_ASSIGNED TASK_
Say how many lines below have "moved" in them, giving the number alone.

_EXERCISE DATA_

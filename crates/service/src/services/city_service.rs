use std::sync::Arc;

use common::pagination::{Page, Pagination};
use tracing::{info, instrument};

use crate::domain::{City, CityPatch, CreateCityInput, Department, NewCity, UserParent};
use crate::errors::ServiceError;
use crate::merge::merge_city;
use crate::repository::{CityRepository, DepartmentRepository, UserRepository};
use crate::services::{search_term, Lookup};
use crate::uniqueness::ensure_unique;
use crate::view::CityView;

const DUPLICATE_NAME: &str = "city name already exists in department";

pub struct CityService {
    cities: Arc<dyn CityRepository>,
    departments: Arc<dyn DepartmentRepository>,
    users: Arc<dyn UserRepository>,
}

impl CityService {
    pub fn new(
        cities: Arc<dyn CityRepository>,
        departments: Arc<dyn DepartmentRepository>,
        users: Arc<dyn UserRepository>,
    ) -> Self {
        Self { cities, departments, users }
    }

    async fn require_department(&self, id: i32) -> Result<Department, ServiceError> {
        self.departments.find_by_id(id).await?.ok_or_else(|| ServiceError::not_found("department"))
    }

    #[instrument(skip(self, input), fields(department_id = input.department_id))]
    pub async fn create(&self, input: CreateCityInput) -> Result<CityView, ServiceError> {
        models::city::validate_name(&input.name)?;
        ensure_unique(
            Some(input.name.as_str()),
            None,
            |n| self.cities.exists_by_name_in_department_ignore_case(n, input.department_id),
            DUPLICATE_NAME,
        )
        .await?;
        let department = self.require_department(input.department_id).await?;
        let created = self
            .cities
            .insert(NewCity { name: input.name, department_id: department.id })
            .await
            .map_err(ServiceError::on_write)?;
        info!(city_id = created.id, department_id = department.id, "city_created");
        Ok(CityView::project(&created, Some(&department)))
    }

    /// Renames and/or moves a city. A move is refused while users still
    /// reference the city, since their department would no longer match.
    #[instrument(skip(self, patch), fields(city_id = id))]
    pub async fn update(&self, id: i32, patch: CityPatch) -> Result<CityView, ServiceError> {
        let mut city = self.cities.find_by_id(id).await?.ok_or_else(|| ServiceError::not_found("city"))?;
        if let Some(name) = patch.name.as_option() {
            models::city::validate_name(name)?;
        }

        let target_department = patch.department_id.resolve(city.department_id);
        let moving = target_department != city.department_id;
        let department = if moving {
            let department = self.require_department(target_department).await?;
            if self.users.exists_by_parent(UserParent::City(id)).await? {
                return Err(ServiceError::Conflict(format!(
                    "city {id} is referenced by users and cannot change department"
                )));
            }
            Some(department)
        } else {
            self.departments.find_by_id(city.department_id).await?
        };

        // Unchanged (name, department) pairs skip the probe.
        let final_name = patch.name.as_option().unwrap_or(&city.name).clone();
        let current_name = if moving { None } else { Some(city.name.as_str()) };
        ensure_unique(
            Some(final_name.as_str()),
            current_name,
            |n| self.cities.exists_by_name_in_department_ignore_case(n, target_department),
            DUPLICATE_NAME,
        )
        .await?;

        merge_city(&mut city, patch);
        let updated = self.cities.update(&city).await.map_err(ServiceError::on_write)?;
        info!(city_id = id, department_id = updated.department_id, moved = moving, "city_updated");
        Ok(CityView::project(&updated, department.as_ref()))
    }

    pub async fn find_by_id(&self, id: i32) -> Result<CityView, ServiceError> {
        let city = self.cities.find_by_id(id).await?.ok_or_else(|| ServiceError::not_found("city"))?;
        let department = self.departments.find_by_id(city.department_id).await?;
        Ok(CityView::project(&city, department.as_ref()))
    }

    pub async fn search(&self, query: Option<&str>, page: Pagination) -> Result<Page<CityView>, ServiceError> {
        let found = self.cities.find_page_by_name(search_term(query), page).await?;
        self.project_page(found).await
    }

    /// Cities of one department; an unknown department yields an empty page.
    pub async fn list_by_department(&self, department_id: i32, page: Pagination) -> Result<Page<CityView>, ServiceError> {
        let found = self.cities.find_page_by_department(department_id, page).await?;
        self.project_page(found).await
    }

    #[instrument(skip(self), fields(city_id = id))]
    pub async fn delete(&self, id: i32) -> Result<bool, ServiceError> {
        if !self.cities.exists_by_id(id).await? {
            return Ok(false);
        }
        self.cities.delete_by_id(id).await.map_err(|e| ServiceError::on_delete(e, "city"))?;
        info!(city_id = id, "city_deleted");
        Ok(true)
    }

    async fn project_page(&self, found: Page<City>) -> Result<Page<CityView>, ServiceError> {
        let mut departments = Lookup::new();
        let mut views = Vec::with_capacity(found.content.len());
        for city in &found.content {
            let department = departments.get(city.department_id, |id| self.departments.find_by_id(id)).await?;
            views.push(CityView::project(city, department.as_ref()));
        }
        Ok(found.with_content(views))
    }
}

#[cfg(test)]
mod tests {
    use super::*;
    use crate::patch::Patch;
    use crate::test_support::{seeded, Seed};

    #[tokio::test]
    async fn create_resolves_department_name() {
        let (services, Seed { cusco, .. }) = seeded().await;
        let view = services
            .cities
            .create(CreateCityInput { name: "Sicuani".into(), department_id: cusco.id })
            .await
            .unwrap();
        assert_eq!(view.department_id, Some(cusco.id));
        assert_eq!(view.department_name.as_deref(), Some("Cusco"));
    }

    #[tokio::test]
    async fn create_with_unknown_department_is_not_found() {
        let (services, _) = seeded().await;
        let err = services
            .cities
            .create(CreateCityInput { name: "Nowhere".into(), department_id: 999 })
            .await
            .unwrap_err();
        assert!(matches!(err, ServiceError::NotFound(_)));
    }

    #[tokio::test]
    async fn name_is_unique_per_department_only() {
        let (services, Seed { lima, cusco, .. }) = seeded().await;
        let err = services
            .cities
            .create(CreateCityInput { name: "MIRAFLORES".into(), department_id: lima.id })
            .await
            .unwrap_err();
        assert!(matches!(err, ServiceError::Conflict(_)));

        let other = services
            .cities
            .create(CreateCityInput { name: "Miraflores".into(), department_id: cusco.id })
            .await
            .unwrap();
        assert_eq!(other.department_id, Some(cusco.id));
    }

    #[tokio::test]
    async fn move_of_referenced_city_is_conflict() {
        let (services, Seed { miraflores, cusco, .. }) = seeded().await;
        let err = services
            .cities
            .update(miraflores.id, CityPatch { name: Patch::Unset, department_id: Patch::Set(cusco.id) })
            .await
            .unwrap_err();
        assert!(matches!(err, ServiceError::Conflict(_)));
    }

    #[tokio::test]
    async fn move_of_unreferenced_city_succeeds() {
        let (services, Seed { lima, cusco, .. }) = seeded().await;
        let barranco = services
            .cities
            .create(CreateCityInput { name: "Barranco".into(), department_id: lima.id })
            .await
            .unwrap();
        let moved = services
            .cities
            .update(barranco.id, CityPatch { name: Patch::Unset, department_id: Patch::Set(cusco.id) })
            .await
            .unwrap();
        assert_eq!(moved.name, "Barranco");
        assert_eq!(moved.department_name.as_deref(), Some("Cusco"));
    }

    #[tokio::test]
    async fn rename_keeps_department() {
        let (services, Seed { miraflores, lima, .. }) = seeded().await;
        let view = services
            .cities
            .update(miraflores.id, CityPatch { name: Patch::Set("MIRAFLORES".into()), department_id: Patch::Unset })
            .await
            .unwrap();
        assert_eq!(view.name, "MIRAFLORES");
        assert_eq!(view.department_id, Some(lima.id));
    }

    #[tokio::test]
    async fn list_by_department_filters_and_sorts() {
        let (services, Seed { lima, cusco, .. }) = seeded().await;
        services
            .cities
            .create(CreateCityInput { name: "Barranco".into(), department_id: lima.id })
            .await
            .unwrap();
        let page = services.cities.list_by_department(lima.id, Pagination::default()).await.unwrap();
        let names: Vec<_> = page.content.iter().map(|c| c.name.as_str()).collect();
        assert_eq!(names, ["Barranco", "Miraflores"]);

        let cusco_page = services.cities.list_by_department(cusco.id, Pagination::default()).await.unwrap();
        assert_eq!(cusco_page.total_elements, 1);

        let none = services.cities.list_by_department(999, Pagination::default()).await.unwrap();
        assert!(none.content.is_empty());
        assert_eq!(none.total_elements, 0);
    }

    #[tokio::test]
    async fn delete_referenced_city_is_conflict() {
        let (services, Seed { miraflores, .. }) = seeded().await;
        let err = services.cities.delete(miraflores.id).await.unwrap_err();
        assert!(matches!(err, ServiceError::Conflict(_)));
        assert!(!services.cities.delete(999).await.unwrap());
    }
}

_TASK SOLUTION_
4